Reflecting on the poetry of Stevens, Kleinberg-Levin argues that the poet defies the correspondence theory of truth so that words may be faithful to truth as transformative and revelatory. He also argues that in the pleasure we get from the sensuous play of words, there is an anticipation of the promise of happiness that challenges the theological doctrine of an otherworldly happiness. And in reading Nabokov, Kleinberg-Levin shows how that writer inherits Mallarmé’s conception of literature, causing with his word plays the sudden reduction of the fictional world he has just created to its necessary conditions of materiality. The novel is revealed as a work of fiction; we see its conditions of possibility, created and destroyed before our very eyes. But the pleasure in seeing words doing this, and the pleasure in their sensuous materiality, are intimations of the promise of happiness that language bears.
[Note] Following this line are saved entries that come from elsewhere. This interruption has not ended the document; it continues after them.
//! Engine adapter tests.
//!
//! The hermetic tests pin down unavailability behavior without touching
//! a real backend. The ignored tests run the real synthesizer binary,
//! the real cloud service, or the audio device when present.

use std::sync::Arc;

use voxpipe::engine::{availability_report, engine_for};
use voxpipe::{
    AppConfig, AudioFormat, CloudConfig, CloudEngine, EngineKind, OfflineConfig, OfflineEngine,
    SpeechEngine,
};

fn unreachable_offline() -> OfflineConfig {
    OfflineConfig {
        binary: "definitely-not-a-synthesizer".into(),
        ..OfflineConfig::default()
    }
}

/// A missing synthesizer binary surfaces as an unavailable engine, which
/// callers may retry or fall back from.
#[tokio::test]
async fn test_missing_offline_binary_is_unavailable() {
    let engine = OfflineEngine::new(unreachable_offline());

    let err = engine.synthesize("hello", "en").await.unwrap_err();
    assert!(err.is_engine_unavailable());
    assert!(err.is_retryable());
    assert!(!engine.is_available().await);
}

/// A cloud engine without an API key reports unavailable before any
/// request leaves the process.
#[tokio::test]
async fn test_cloud_without_key_is_unavailable() {
    let engine = CloudEngine::new(CloudConfig::default()).unwrap();

    let err = engine.synthesize("hello", "en").await.unwrap_err();
    assert!(err.is_engine_unavailable());
    assert!(!engine.is_available().await);
}

/// engine_for hands back the adapter matching the requested kind.
#[test]
fn test_engine_for_matches_kind() {
    let config = AppConfig::default();

    let offline = engine_for(EngineKind::Offline, &config).unwrap();
    let cloud = engine_for(EngineKind::Cloud, &config).unwrap();

    assert_eq!(offline.kind(), EngineKind::Offline);
    assert_eq!(offline.audio_format(), AudioFormat::Wav);
    assert_eq!(cloud.kind(), EngineKind::Cloud);
    assert_eq!(cloud.audio_format(), AudioFormat::Mp3);
}

/// The availability report covers both engines in declaration order.
#[tokio::test]
async fn test_availability_report_covers_both_engines() {
    let mut config = AppConfig::default();
    config.offline = unreachable_offline();
    // default cloud config has no API key

    let report = availability_report(&config).await;
    assert_eq!(
        report,
        vec![(EngineKind::Offline, false), (EngineKind::Cloud, false)]
    );
}

/// Real offline synthesis: produces a parseable RIFF/WAV payload.
#[tokio::test]
#[ignore = "requires espeak-ng installed"]
async fn test_offline_synthesis_produces_wav() {
    let engine = OfflineEngine::new(OfflineConfig::default());
    if !engine.is_available().await {
        eprintln!("Skipping: offline synthesizer binary not found");
        return;
    }

    let audio = engine
        .synthesize("Hello from the integration suite.", "en")
        .await
        .expect("offline synthesis failed");

    assert_eq!(audio.format(), AudioFormat::Wav);
    assert!(!audio.is_empty());
    assert_eq!(AudioFormat::sniff(audio.as_bytes()), Some(AudioFormat::Wav));
    let duration = audio.wav_duration_secs().expect("WAV header unreadable");
    assert!(duration > 0.0, "empty duration: {}", duration);
}

/// Concurrent offline calls both finish; the process-wide lock serializes
/// them underneath.
#[tokio::test]
#[ignore = "requires espeak-ng installed"]
async fn test_offline_calls_serialize() {
    let engine = Arc::new(OfflineEngine::new(OfflineConfig::default()));
    if !engine.is_available().await {
        eprintln!("Skipping: offline synthesizer binary not found");
        return;
    }

    let first = tokio::spawn({
        let engine = engine.clone();
        async move { engine.synthesize("one of two", "en").await }
    });
    let second = tokio::spawn({
        let engine = engine.clone();
        async move { engine.synthesize("two of two", "en").await }
    });

    let a = first.await.unwrap().expect("first call failed");
    let b = second.await.unwrap().expect("second call failed");
    assert!(!a.is_empty());
    assert!(!b.is_empty());
}

/// Real cloud synthesis: produces MP3 bytes.
#[tokio::test]
#[ignore = "requires network and TTS_CLOUD_API_KEY"]
async fn test_cloud_synthesis_produces_mp3() {
    let config = AppConfig::from_env();
    if config.cloud.api_key.is_none() {
        eprintln!("Skipping: TTS_CLOUD_API_KEY not set");
        return;
    }

    let engine = CloudEngine::new(config.cloud).expect("cloud engine setup failed");
    let audio = engine
        .synthesize("Hello from the integration suite.", "en")
        .await
        .expect("cloud synthesis failed");

    assert_eq!(audio.format(), AudioFormat::Mp3);
    assert!(!audio.is_empty());
}

/// Playback of an in-memory beep through the default output device.
#[test]
#[ignore = "requires an audio output device"]
fn test_playback_of_generated_wav() {
    let spec = hound::WavSpec {
        channels: 1,
        sample_rate: 22050,
        bits_per_sample: 16,
        sample_format: hound::SampleFormat::Int,
    };
    let mut cursor = std::io::Cursor::new(Vec::new());
    {
        let mut writer = hound::WavWriter::new(&mut cursor, spec).unwrap();
        for i in 0..4410 {
            let t = i as f32 / 22050.0;
            let sample = (t * 440.0 * 2.0 * std::f32::consts::PI).sin();
            writer.write_sample((sample * 8000.0) as i16).unwrap();
        }
        writer.finalize().unwrap();
    }

    voxpipe::audio::playback::play_bytes(cursor.into_inner()).expect("playback failed");
}
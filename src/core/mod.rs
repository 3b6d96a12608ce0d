//! Conversion core: validation, dispatch, combinators, pipelines, batch
//!
//! # Modules
//!
//! - `validate`: text and language checks applied before any engine runs
//! - `convert`: `ConversionRequest` → `AudioResult` dispatch over the adapters
//! - `combinators`: `compose`, `identity`, and the engine/language binders
//! - `pipeline`: configuration-bound reusable conversion with output modes
//! - `batch`: fail-fast batch driver with a best-effort opt-in

pub mod batch;
pub mod combinators;
pub mod convert;
pub mod pipeline;
pub mod validate;

pub use batch::{batch_tts, BatchReport, BatchRunner};
pub use combinators::{compose, identity, synth_fn, with_engine, with_language, RequestTemplate, SynthFn};
pub use convert::{convert, convert_async, text_to_speech, ConversionRequest, Converter};
pub use pipeline::{create_tts_pipeline, OutputMode, Pipeline, PipelineOutput};
pub use validate::{validate_language, validate_text, MAX_TEXT_LEN};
Using a Kantian definition of modernism, according to which a work is modernist if it reveals and questions inherited assumptions about its necessary conditions of possibility, these studies show how and why both Stevens and Nabokov are exemplars of literary modernism.
Few if any philosophers have had the courage to engage the formal and conceptual difficulties of literary modernism, particularly its regulating idea that, as the poet Stèphane Mallarmé argued, language is made of words but not of the things we use words to produce: concepts, propositions, descriptions, and even expressions of feeling. Not that the literary work lacks such things, but the materiality of its language is irreducible to any of these discursive functions. On the contrary, as David Kleinberg-Levin makes clear in this remarkable book, the sensuous material of language is itself the medium of aesthetic experience as well as an experience of world-making that transforms our relation to how things are. He develops his arguments by way of careful critical readings of Wallace Stevens’s poetry and poetics and by close attention to the self-reflexive features of Vladimir Nabokov’s novels, in which developments of plot and character are always mediated by innovative wordplay and ironic comments on the forms and conventions of fiction-writing that Nabokov himself is employing. Kleinberg-Levin’s principal argument is that, contrary to a good deal of received opinion, the prominence of “sensuous materiality” in poetry and fiction is not a symptom of a decadent aestheticism but the fulfillment of a truly philosophical aesthetics: namely, the transfiguration of our everyday world into genuinely desirable forms of life.